Ci è stato raccontato che la Russia era prossima al default nel 2023, poi nel 2024 e ancora nel 2025. Sicuramente lo sarà nel 2026, o al più tardi nel 2027. Del resto anche Putin è moribondo a causa delle più svariate e gravi patologie. Con questo non voglio dire che Mosca se la passi bene.
Qualcuno che crede di essere spiritoso e di sapere come funziona il capitalismo, sostiene che per mettere in ginocchio la Russia è sufficiente tagliargli le esportazioni di idrocarburi. Anche dei carboidrati, soggiungo.
A chi vende Mosca il proprio gas e petrolio? Praticamente a tutti, anche all’Italia, ma specialmente Francia, Spagna e Belgio. Che magari poi riesportano in Germania. Non è da escludere che a Bruxelles si scaldino in parte col gas russo.
Abbiamo presente quell’oca starnazzante di Macron, che vuole inviare truppe europee a morire per Zelenskyj?

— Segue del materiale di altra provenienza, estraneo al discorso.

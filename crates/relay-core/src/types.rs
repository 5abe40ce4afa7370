//! User identity, tier, and preference types.

use chrono::{DateTime, Utc};
use serde::{Deserialize, Serialize};

/// Stable user identity.
///
/// Opaque to the core; deployments typically derive it from the
/// authenticated email. Ordering and hashing follow the inner string.
#[derive(Debug, Clone, PartialEq, Eq, PartialOrd, Ord, Hash, Serialize, Deserialize)]
#[serde(transparent)]
pub struct UserId(String);

impl UserId {
    /// Wrap an identity string.
    #[must_use]
    pub fn new(id: impl Into<String>) -> Self {
        Self(id.into())
    }

    /// Borrow the identity string.
    #[must_use]
    pub fn as_str(&self) -> &str {
        &self.0
    }
}

impl std::fmt::Display for UserId {
    fn fmt(&self, f: &mut std::fmt::Formatter<'_>) -> std::fmt::Result {
        f.write_str(&self.0)
    }
}

impl From<&str> for UserId {
    fn from(value: &str) -> Self {
        Self::new(value)
    }
}

/// Subscription tier.
#[derive(Debug, Clone, Copy, PartialEq, Eq, Serialize, Deserialize, Default)]
#[serde(rename_all = "lowercase")]
pub enum SubscriptionTier {
    /// Unauthenticated caller.
    Anonymous,
    /// Authenticated, no subscription.
    #[default]
    Free,
    /// Paying subscriber with a monthly token pool.
    Subscriber,
}

/// The balance pool a charge is drawn from.
#[derive(Debug, Clone, Copy, PartialEq, Eq, Serialize, Deserialize)]
#[serde(rename_all = "lowercase")]
pub enum BalancePool {
    /// Monthly subscription allowance.
    Subscription,
    /// Purchased token balance.
    Prepaid,
}

/// Per-user preferences.
#[derive(Debug, Clone, PartialEq, Serialize, Deserialize)]
#[serde(rename_all = "camelCase", default)]
pub struct UserPreferences {
    /// Order in which balance pools are consumed at settlement.
    pub consumption_order: Vec<BalancePool>,
    /// Whether the user has opted in to BYOK credential use.
    pub byok_enabled: bool,
    /// Provider used when a request names none.
    pub default_provider: Option<String>,
    /// Notify when the remaining balance drops below this many tokens.
    pub notify_below_tokens: Option<u64>,
}

impl Default for UserPreferences {
    fn default() -> Self {
        Self {
            consumption_order: vec![BalancePool::Subscription, BalancePool::Prepaid],
            byok_enabled: true,
            default_provider: None,
            notify_below_tokens: None,
        }
    }
}

/// A user record as the gateway sees it.
#[derive(Debug, Clone, Serialize, Deserialize)]
#[serde(rename_all = "camelCase")]
pub struct UserProfile {
    /// Stable identity.
    pub id: UserId,
    /// Contact / login email.
    pub email: String,
    /// Subscription tier.
    pub tier: SubscriptionTier,
    /// Preferences.
    pub preferences: UserPreferences,
    /// First-seen timestamp.
    pub created_at: DateTime<Utc>,
}

impl UserProfile {
    /// Create a fresh profile for a first-time caller.
    #[must_use]
    pub fn new(id: UserId, email: impl Into<String>) -> Self {
        Self {
            id,
            email: email.into(),
            tier: SubscriptionTier::Free,
            preferences: UserPreferences::default(),
            created_at: Utc::now(),
        }
    }
}

#[cfg(test)]
mod tests {
    use super::*;

    #[test]
    fn test_user_id_display() {
        let id = UserId::new("alice@example.com");
        assert_eq!(id.to_string(), "alice@example.com");
        assert_eq!(id.as_str(), "alice@example.com");
    }

    #[test]
    fn test_default_preferences_consume_subscription_first() {
        let prefs = UserPreferences::default();
        assert_eq!(
            prefs.consumption_order,
            vec![BalancePool::Subscription, BalancePool::Prepaid]
        );
        assert!(prefs.byok_enabled);
    }

    #[test]
    fn test_tier_serde_lowercase() {
        let json = serde_json::to_string(&SubscriptionTier::Subscriber).unwrap();
        assert_eq!(json, "\"subscriber\"");
    }
}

Almeno fino all’inizio di quest’anno la Francia era il maggior importatore europeo di gas naturale liquefatto (GNL) russo, per un valore di 2,68 miliardi di dollari.
Secondo i dati del Centro per la ricerca sull’energia e l’aria pulita (CREA), al 29 maggio 2025 la Russia aveva generato oltre 883 miliardi di euro in esportazioni di combustibili fossili dall’inizio della guerra, di cui 209 miliardi di euro provenienti dagli Stati membri dell’UE.
Da quando l’Ucraina ha sospeso all’inizio di quest’anno il gasdotto Bratstvo, che riforniva l’Europa dalla Russia attraverso il territorio ucraino, l’Europa si è rivolta alla Turchia, con TurkStream, che attraversa il Mar Nero ed è operativo dal 2020. Nel periodo gennaio-febbraio 2025, le importazioni di gas russo in Europa, instradate attraverso la Turchia, sono aumentate del 26,77% rispetto al volume dell’anno scorso.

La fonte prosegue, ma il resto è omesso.